Je suis actuellement en CDI depuis un an un et demi. Dans mon contrat de travail, il est stipulé que je suis soumis à une clause de non-concurrence, mais que l’employeur peut la dénoncer dans un délai de 30 jours après la notification de la démission.J’ai démissionné de ce poste en décembre (envois d’une lettre avec AR reçue et signée le 20/12). Je n’ai aucune nouvelle jusqu’au 10/02 où il me dise qu’il ne réduise pas mon préavis et qu’il lève la clause de non-concurrence (lettre simple bourrée de fautes…). Je réponds toujours par AR que c’est trop tard.Je viens de recevoir un courrier disant que la jurisprudence leur accorde jusqu’au départ du salarié pour se libérer de la clause. Il se base sur les arrêts de la Cour de cassation du 29/05/2025 et de la Cour d’appel de Metz du 03/07/2024. Selon ce arrêt et mon employeur “Lorsque le salarié effectue son préavis, l’employeur peut lever la clause à tout moment jusqu’à la fin dupréavis, nonobstant des stipulations ou dispositions contraires prévues au contrat de travail”.Est-ce moi qui hallucine ou ces arêtes concernent des salariés en dispense de préavis ? Et que l’esprit de ces arrêts s’est précisé que le salarié doit savoir au plus tôt (en gros il y a dénonciation à faire avant ce qui est prévu au contrat ou la date de démission selon ce qui vient au plus tôt). Merci pour vos éclairages.

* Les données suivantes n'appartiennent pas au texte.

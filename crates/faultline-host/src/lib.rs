//! Faultline Host Context
//!
//! This crate connects the capture pipeline to the hosting application's
//! current web context. It includes:
//!
//! - [`HostContext`]: Read-only view of identity, request, response and session
//! - [`HostContextProvider`]: Supplies the context for the current flow
//! - [`HostCollector`]: Copies context facts into a record with redaction
//!
//! # Example
//!
//! ```
//! use faultline_core::{CaptureConfig, CategorizedRecord, EventKind};
//! use faultline_host::{HostCollector, RequestInfo, StaticHostContext};
//!
//! let ctx = StaticHostContext::new().with_request(
//!     RequestInfo::new("POST", "/login").with_form_value("password", "hunter2"),
//! );
//!
//! let mut record = CategorizedRecord::new(EventKind::Error);
//! HostCollector::new(&CaptureConfig::default()).collect(&mut record, &ctx, &mut |_| {});
//! assert!(record.category("HttpRequest").is_some());
//! ```

pub mod collect;
pub mod context;
pub mod error;

// Re-export main types
pub use collect::{
    HostCollector, REQUEST_CATEGORY, RESPONSE_CATEGORY, SESSION_CATEGORY, USER_CATEGORY,
};
pub use context::{
    HostContext, HostContextProvider, Identity, RequestInfo, ResponseInfo, SessionInfo,
    StaticHostContext, UploadedFile,
};
pub use error::{HostError, HostPart, HostResult};

/// Prelude module for convenient imports.
pub mod prelude {
    pub use crate::collect::HostCollector;
    pub use crate::context::{HostContext, HostContextProvider, StaticHostContext};
    pub use crate::error::{HostError, HostResult};
}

Pour ce qui concerne l’arrêt de la cour de cassation, la situation est différente de la votre
Le salarié a été licencié suite à une inaptitude et l’employeur a levé la clause 12 jours après la rupture du contrat , c’est à dire trop tard ! La clause était due tout comme vous puisque l’employeur n’a pas levé la clause dans les 30 jours suivant la notification de votre démission
pas sur du tout que leur avis tienne la route face à un juge, mais pas du tout !
1 - l’arrêt de la cour de cassation est hors propos
2 - pareil pour l’arrêt de la cour d’appel
Cela resemble fortement à une réponse faite par une IA mal inspirée …
Par contre, là où vous avez été mal inspiré, c’est de répondre par courrier ar à un courrier en lettre simple …
En pareille situation, il ne faut jamais rappeler à priori à l’employeur ses manquements/obligations mais constater le non paiement en cas de renonciation tardive ou de non renonciation.
Sans votre courrier réponse, aucun débat n’aurait été possible, car l’employeur ne pouvait pas prouver une quelconque dénonciation, fut elle illicite …
Ok merci pour vos réponses. Oui j’ai voulu bien faire mais je me rends compte de “l erreur” maintenant.
Que dois je faire alors maintenant ? Le jour de fin de contrat arrive, je signe le solde tout compte et renvois une lettre en ar pour le dénoncer ? Je vais dans ce cas quand même être payé de mon salaire du mois de mars ou c’est suspensif?
Ok super. J’ai envoyé une mise en demeure en précisant que leur argument est une invention (confirmé par ma protection juridique qui pense comme vous a une hallucination IA…). Je menace d’une action au refere au prod homme, on verra. Je vous tiens au courant.
Lors de la signature de mon solde tout compte je dois mentionner quelque chose ?
À ce stade, il vaut mieux arrêter immédiatement d’envoyer des courriers.
Tout nouveau courrier de votre part n’aura aucun effet juridique utile au regard de ce qui a déjà été répondu, et, mal rédigé, il pourrait même se retourner contre vous (interprétations, concessions implicites, contradictions, etc.).
La bonne attitude maintenant :
ne plus répondre sur le fond à l’employeur ;
transmettre l’intégralité du dossier (contrat, démission, échanges, recommandé, etc.) à votre protection juridique ou à votre avocat ;
les laisser gérer la suite, y compris une éventuelle mise en demeure ou action en paiement.
Multiplier les relances ou « mises au point » écrites n’apportera rien de plus en votre faveur et augmente au contraire le risque de leur offrir des arguments qu’ils n’avaient pas.